**Exercise instructions**:
In the listing that follows, the range to quote begins at the line that has "stage: String, message: String" and ends after the line that has "let mut output"; quote it verbatim and add nothing.

**Task material**:

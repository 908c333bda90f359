//! Error types for the bridge library.
//!
//! Two classes of failure are kept apart:
//!
//! - [`BridgeError`]: configuration and build-time errors. These abort job
//!   construction before any record is processed.
//! - [`RowError`]: per-record conversion errors. These never cross a
//!   [`FailsafeStage`](crate::pipeline::FailsafeStage) boundary; they are captured
//!   next to the original payload and routed to the failure channel.

use thiserror::Error;

/// Main error type for configuration and planning operations.
#[derive(Error, Debug)]
pub enum BridgeError {
    /// Configuration error (invalid YAML, missing fields, etc.)
    #[error("Configuration error: {0}")]
    Config(String),

    /// Dialect name or source kind that cannot render SQL projections.
    #[error("Unsupported dialect: {0}")]
    UnsupportedDialect(String),

    /// Identifier rejected before quoting.
    #[error("Invalid identifier: {0}")]
    InvalidIdentifier(String),

    /// Schema is inconsistent (duplicate columns, unknown tables, etc.)
    #[error("Schema error: {0}")]
    Schema(String),

    /// IO error (file operations)
    #[error("IO error: {0}")]
    Io(#[from] std::io::Error),

    /// YAML serialization/deserialization error
    #[error("YAML error: {0}")]
    Yaml(#[from] serde_yaml::Error),

    /// JSON serialization/deserialization error
    #[error("JSON error: {0}")]
    Json(#[from] serde_json::Error),
}

impl BridgeError {
    /// Create an UnsupportedDialect error.
    pub fn unsupported_dialect(name: impl Into<String>) -> Self {
        BridgeError::UnsupportedDialect(name.into())
    }

    /// Create a Schema error.
    pub fn schema(message: impl Into<String>) -> Self {
        BridgeError::Schema(message.into())
    }

    /// Format error with full details including error chain
    pub fn format_detailed(&self) -> String {
        format_error_chain(self)
    }
}

/// Per-record conversion error.
#[derive(Error, Debug)]
pub enum RowError {
    /// Payload could not be parsed into a row.
    #[error("Malformed payload: {0}")]
    MalformedPayload(String),

    /// A field holds a value that cannot be coerced to its column type.
    #[error("Field '{field}' cannot be converted to {expected}: {message}")]
    FieldConversion {
        field: String,
        expected: String,
        message: String,
    },

    /// A metadata field has a shape the row model does not understand.
    #[error("Metadata field '{field}' has unsupported shape: {message}")]
    Metadata { field: String, message: String },

    /// JSON (de)serialization failed.
    #[error("JSON error: {0}")]
    Json(#[from] serde_json::Error),

    /// A conversion stage panicked.
    #[error("Stage '{stage}' panicked: {message}")]
    Panicked { stage: String, message: String },
}

impl RowError {
    /// Create a FieldConversion error.
    pub fn field(
        field: impl Into<String>,
        expected: impl Into<String>,
        message: impl Into<String>,
    ) -> Self {
        RowError::FieldConversion {
            field: field.into(),
            expected: expected.into(),
            message: message.into(),
        }
    }

    /// Create a Metadata error.
    pub fn metadata(field: impl Into<String>, message: impl Into<String>) -> Self {
        RowError::Metadata {
            field: field.into(),
            message: message.into(),
        }
    }
}

/// Render an error and every `source()` below it.
///
/// Used as the diagnostic trace of failed records.
pub fn format_error_chain(err: &(dyn std::error::Error + 'static)) -> String {
    let mut output = format!("Error: {}\n", err);

    let mut source = err.source();
    let mut depth = 1;
    while let Some(inner) = source {
        output.push_str(&format!("\nCaused by:\n  {}: {}", depth, inner));
        source = inner.source();
        depth += 1;
    }

    output
}

/// Result type alias for bridge operations.
pub type Result<T> = std::result::Result<T, BridgeError>;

**Output below**:
    Panicked { stage: String, message: String },
}

impl RowError {
    /// Create a FieldConversion error.
    pub fn field(
        field: impl Into<String>,
        expected: impl Into<String>,
        message: impl Into<String>,
    ) -> Self {
        RowError::FieldConversion {
            field: field.into(),
            expected: expected.into(),
            message: message.into(),
        }
    }

    /// Create a Metadata error.
    pub fn metadata(field: impl Into<String>, message: impl Into<String>) -> Self {
        RowError::Metadata {
            field: field.into(),
            message: message.into(),
        }
    }
}

/// Render an error and every `source()` below it.
///
/// Used as the diagnostic trace of failed records.
pub fn format_error_chain(err: &(dyn std::error::Error + 'static)) -> String {
    let mut output = format!("Error: {}\n", err);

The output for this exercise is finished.